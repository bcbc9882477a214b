use crate::authorization::Authorization;
use crate::route_store::{ConcurrentRouteStore, RouteStore, SingletonRouteStore};
use oreo_core::config::OreoConfig;
use oreo_core::error::{OreoError, Result};
use oreo_core::method::Method;
use oreo_core::model::{
    AddUser, Address, AuthDecision, RoleListView, RoleUserListView, RouteListView, SignListView,
    UpsertRoleInfo, UpsertSignInfo, UserDetail, UserInfo, UserSignList,
};
use oreo_core::route::RouteData;
use oreo_store::AuthStore;
use std::collections::HashMap;
use std::sync::Arc;
use tokio::sync::watch;
use tracing::info;

/// Library facade: the verb surface the host binds.
///
/// Construction ensures the group record, builds the configured route-store
/// variant, loads the catalog, and (concurrent variant) spawns the reload
/// loop. `stop` fires the loop's shutdown signal.
pub struct Oreo {
    auth: Arc<Authorization>,
    route: Arc<dyn RouteStore>,
    group_name: String,
    shutdown: watch::Sender<bool>,
}

impl Oreo {
    pub async fn new(config: &OreoConfig, store: Arc<dyn AuthStore>) -> Result<Oreo> {
        let group_name = config.group_name.clone();
        let auth = Arc::new(Authorization::new(group_name.clone(), store).await?);

        let route: Arc<dyn RouteStore> = if config.singleton {
            Arc::new(SingletonRouteStore::new(auth.clone()))
        } else {
            Arc::new(ConcurrentRouteStore::new(auth.clone()))
        };

        route.load_routes_from_db(&group_name).await?;

        let (shutdown, shutdown_rx) = watch::channel(false);

        if !config.singleton {
            let route = route.clone();
            let group = group_name.clone();
            let interval = config.cache_interval();
            tokio::spawn(async move {
                route.reload_routes_from_db(&group, interval, shutdown_rx).await;
            });
        }

        info!(group = %group_name, singleton = config.singleton, "oreo initialized");

        Ok(Oreo {
            auth,
            route,
            group_name,
            shutdown,
        })
    }

    /// Stop the background reload loop.
    pub fn stop(&self) {
        let _ = self.shutdown.send(true);
    }

    pub fn group_name(&self) -> &str {
        &self.group_name
    }

    // ── auth ────────────────────────────────────────────────────

    /// Hot-path decision: role permission, then (when the matched route
    /// method requires it) data permission via the sign key.
    pub async fn check_user_auth(
        &self,
        url: &str,
        method: &str,
        user_id: &str,
        sign_key: &str,
    ) -> AuthDecision {
        let method = match Method::parse(method) {
            Ok(m) => m,
            Err(_) => {
                return AuthDecision::deny(
                    false,
                    format!("[{} {}] - unsupported method", method.trim(), url),
                );
            }
        };

        let Some(rawurl) = self.route.match_route(&self.group_name, method.as_str(), url) else {
            return AuthDecision::deny(
                false,
                format!("[{} {}] - route did not match", method, url),
            );
        };

        let (is_admin, role_auth, exist_data_auth) =
            self.auth.query_role_auth(&rawurl, method, user_id).await;

        if !role_auth {
            return AuthDecision::deny(
                is_admin,
                format!(
                    "[{}] has no role permission on route [{} {}]",
                    user_id, method, rawurl
                ),
            );
        }

        if !exist_data_auth {
            return AuthDecision::allow(is_admin);
        }

        if !self.auth.query_sign_auth(sign_key, &rawurl, method, user_id).await {
            return AuthDecision::deny(
                is_admin,
                format!(
                    "[{} {}] has no data permission on [{} {}]",
                    user_id, sign_key, method, rawurl
                ),
            );
        }

        AuthDecision::allow(is_admin)
    }

    /// Every (uri, methodValue) the user's roles grant, plus whether any
    /// of those roles is the super-admin.
    pub async fn query_user_grant_route(
        &self,
        user_id: &str,
    ) -> Result<(HashMap<String, u8>, bool)> {
        self.auth.user_grant_route(user_id).await
    }

    /// Sign keys usable to create data on the matched route.
    pub async fn query_user_create_data_sign_key(
        &self,
        url: &str,
        method: &str,
        user_id: &str,
    ) -> Result<HashMap<String, String>> {
        let m = Method::parse(method)?;
        let rawurl = self
            .route
            .match_route(&self.group_name, m.as_str(), url)
            .ok_or_else(|| {
                OreoError::NotFound(format!("[{} {}] - route did not match", url, method))
            })?;
        self.auth.user_create_data_sign_key(user_id, &rawurl, m).await
    }

    /// Sign keys the user holds for the matched route.
    pub async fn query_user_sign_by_url(
        &self,
        url: &str,
        method: &str,
        user_id: &str,
    ) -> Result<Vec<String>> {
        let m = Method::parse(method)?;
        let rawurl = self
            .route
            .match_route(&self.group_name, m.as_str(), url)
            .ok_or_else(|| {
                OreoError::NotFound(format!("[{} {}] - route did not match", url, method))
            })?;
        self.auth.user_own_signs_by_uri(user_id, &rawurl, m).await
    }

    /// Emit the active routing table through tracing.
    pub fn log_routes(&self) {
        self.route.log_all_routes();
    }

    // ── users ───────────────────────────────────────────────────

    /// All users, id and name only.
    pub async fn get_all_users(&self) -> Result<Vec<UserDetail>> {
        self.auth.get_all_users().await
    }

    /// Create a user with an auto-minted private sign key, enrolled into
    /// the default role.
    pub async fn add_user(&self, user_id: &str, name: &str) -> Result<()> {
        self.auth
            .user_add_info(AddUser {
                user_id: user_id.to_string(),
                name: name.to_string(),
            })
            .await
    }

    pub async fn check_user_exist(&self, user_id: &str) -> bool {
        self.auth.user_check_exist(user_id).await
    }

    /// Create a bare user without sign key or role enrollment.
    pub async fn add_user_no_role(&self, user_id: &str, name: &str) -> Result<()> {
        self.auth
            .user_add(AddUser {
                user_id: user_id.to_string(),
                name: name.to_string(),
            })
            .await
    }

    /// Every minted sign key mapped to its owner.
    pub async fn get_all_sign(&self) -> Result<HashMap<String, String>> {
        self.auth.get_all_user_sign().await
    }

    pub async fn get_user_by_id_regex(&self, user_id: &str) -> Result<Vec<UserInfo>> {
        self.auth.user_get_info_reg(user_id).await
    }

    /// Keys the user owns plus keys granted to them.
    pub async fn user_own_signs(&self, user_id: &str) -> Result<UserSignList> {
        self.auth.user_own_signs(user_id).await
    }

    pub async fn user_own_roles(&self, user_id: &str) -> Result<Vec<RoleUserListView>> {
        self.auth.user_own_roles(user_id).await
    }

    pub async fn user_own_role_types(&self, user_id: &str) -> Result<Vec<i32>> {
        self.auth.user_own_role_types(user_id).await
    }

    pub async fn create_user_sign_key(&self, user_id: &str, sign_desc: &str) -> Result<String> {
        self.auth.user_create_sign_key(user_id, sign_desc).await
    }

    pub async fn update_user_sign_key(
        &self,
        user_id: &str,
        sign_key: &str,
        sign_desc: &str,
    ) -> Result<()> {
        self.auth.user_update_sign_key(user_id, sign_key, sign_desc).await
    }

    /// Hand a sign key to another user. Three persistence writes, not
    /// atomic; retry on partial failure.
    pub async fn user_transfer_sign_key(
        &self,
        sign_key: &str,
        sign_desc: &str,
        src_user_id: &str,
        dest_user_id: &str,
    ) -> Result<()> {
        self.auth
            .user_transfer_sign_key(sign_key, sign_desc, src_user_id, dest_user_id)
            .await
    }

    // ── roles ───────────────────────────────────────────────────

    /// Upsert a role. The grant list replaces the stored one; there is no
    /// per-uri merge.
    pub async fn add_role(
        &self,
        role_name: &str,
        role_desc: &str,
        role_type: i32,
        is_default: bool,
        url_method: &HashMap<String, u8>,
    ) -> Result<()> {
        let addr_list = url_method
            .iter()
            .map(|(url, method_value)| Address {
                uri: url.trim().to_lowercase(),
                method_value: *method_value,
            })
            .collect();

        self.auth
            .role_upsert(UpsertRoleInfo {
                role_name: role_name.to_string(),
                role_type,
                desc: role_desc.to_string(),
                is_default,
                addr_list,
            })
            .await
    }

    pub async fn add_role_users(&self, role_name: &str, user_ids: &[String]) -> Result<()> {
        self.auth.role_add_user(role_name, user_ids).await
    }

    /// Remove a role. Grants referencing it and its member list are left
    /// as-is.
    pub async fn remove_role(&self, role_name: &str) -> Result<()> {
        self.auth.role_remove(role_name).await
    }

    pub async fn user_own_rolenames(&self, user_id: &str) -> Result<Vec<String>> {
        self.auth.user_own_rolenames(user_id).await
    }

    pub async fn remove_role_users(&self, role_name: &str, user_ids: &[String]) -> Result<()> {
        self.auth.role_remove_user(role_name, user_ids).await
    }

    /// Catalog methods the role has not been granted.
    pub async fn role_route_diff(&self, role_name: &str) -> Result<Vec<RouteListView>> {
        self.auth.role_route_diff(role_name).await
    }

    /// Role detail; an empty name lists all roles.
    pub async fn get_role_list(&self, role_name: &str) -> Result<Vec<RoleListView>> {
        self.auth.role_info_list(role_name).await
    }

    pub async fn set_default_role(&self, role_name: &str) -> Result<()> {
        self.auth.role_set_default(role_name).await
    }

    pub async fn update_role_type_desc(
        &self,
        role_name: &str,
        role_desc: &str,
        role_type: i32,
    ) -> Result<()> {
        self.auth.role_update_type_desc(role_name, role_desc, role_type).await
    }

    // ── routes ──────────────────────────────────────────────────

    /// Register routes. Existing (uri, method) pairs keep their stored
    /// enable/desc; new uris are conflict-checked before admission.
    pub async fn add_route(&self, routes: &[RouteData]) -> Result<()> {
        self.route.add_route(&self.group_name, routes).await
    }

    pub async fn update_route_desc(&self, url: &str, desc: &str) -> Result<()> {
        let url = url.trim().to_lowercase();
        self.auth.router_update_uri_desc(&url, desc).await
    }

    pub async fn update_route_method_desc(
        &self,
        url: &str,
        method: &str,
        desc: &str,
    ) -> Result<()> {
        let url = url.trim().to_lowercase();
        let method = Method::parse(method)?;
        self.auth.router_update_method_desc(&url, method, desc).await
    }

    /// Require data permission on (url, method) and cascade into role
    /// routerMaps.
    pub async fn enable_route_data_auth(&self, url: &str, method: &str) -> Result<()> {
        self.route
            .enable_route_data_auth(&self.group_name, url, method)
            .await
    }

    pub async fn disable_route_data_auth(&self, url: &str, method: &str) -> Result<()> {
        self.route
            .disable_route_data_auth(&self.group_name, url, method)
            .await
    }

    pub async fn delete_route_by_method(&self, url: &str, method: &str) -> Result<()> {
        self.route
            .delete_route_by_method(&self.group_name, url, method)
            .await
    }

    pub async fn delete_route(&self, url: &str) -> Result<()> {
        self.route.delete_route(&self.group_name, url).await
    }

    pub async fn get_route_list(&self) -> Result<Vec<RouteListView>> {
        self.auth.router_list(false).await
    }

    pub async fn get_route_by_url(&self, url: &str) -> Result<RouteListView> {
        let url = url.trim().to_lowercase();
        self.auth.router_info_by_uri(&url).await
    }

    pub async fn get_route_by_url_regex(&self, url: &str) -> Result<Vec<RouteListView>> {
        let url = url.trim().to_lowercase();
        self.auth.router_get_info_reg(&url).await
    }

    /// Routes with at least one data-auth-enabled method.
    pub async fn get_data_auth_routes(&self) -> Result<Vec<RouteListView>> {
        self.auth.router_list(true).await
    }

    // ── sign grants ─────────────────────────────────────────────

    /// Grant a sign key to a user, restricted to the data-auth-enabled
    /// subset of the given (url, methodValue) pairs. The grant list
    /// replaces the stored one; there is no merge.
    pub async fn add_sign(
        &self,
        sign_key: &str,
        user_id: &str,
        url_method: &HashMap<String, u8>,
    ) -> Result<()> {
        let addr_list = url_method
            .iter()
            .map(|(url, method_value)| Address {
                uri: url.clone(),
                method_value: *method_value,
            })
            .collect();

        self.auth
            .sign_upsert(UpsertSignInfo {
                sign_key: sign_key.to_string(),
                user_id: user_id.to_string(),
                addr_list,
            })
            .await
    }

    pub async fn remove_sign(&self, sign_key: &str, user_id: &str) -> Result<()> {
        self.auth.sign_remove(sign_key, user_id).await
    }

    pub async fn get_sign_by_key(&self, sign_key: &str) -> Result<SignListView> {
        self.auth.sign_get_info(sign_key).await
    }

    /// Copy a key's data authority to other users.
    pub async fn copy_user_sign(
        &self,
        sign_key: &str,
        src_user_id: &str,
        dest_user_ids: &[String],
    ) -> Result<()> {
        self.auth.sign_copy(sign_key, src_user_id, dest_user_ids).await
    }

    /// OR additional (url, methodValue) pairs into each user's grant.
    pub async fn append_user_sign(
        &self,
        sign_key: &str,
        user_ids: &[String],
        url_method: &HashMap<String, u8>,
    ) -> Result<()> {
        self.auth
            .sign_patch_verify_data(sign_key, user_ids, url_method)
            .await
    }

    /// XOR (url, methodValue) pairs out of each user's grant. Toggle
    /// semantics: bits not currently held get set instead of cleared.
    pub async fn remove_user_sign(
        &self,
        sign_key: &str,
        user_ids: &[String],
        url_method: &HashMap<String, u8>,
    ) -> Result<()> {
        self.auth
            .sign_remove_verify_data(sign_key, user_ids, url_method)
            .await
    }

    /// Data-auth-enabled catalog methods a user's grant does not cover.
    pub async fn user_sign_diff_global(
        &self,
        sign_key: &str,
        user_id: &str,
    ) -> Result<Vec<RouteListView>> {
        self.auth.sign_diff_global_data_auth_route(sign_key, user_id).await
    }
}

Exercise: Scan the entries above, and wherever a line holds the string "replaces", copy it.

Task output:
    /// Upsert a role. The grant list replaces the stored one; there is no
    /// replaces the stored one; there is no merge.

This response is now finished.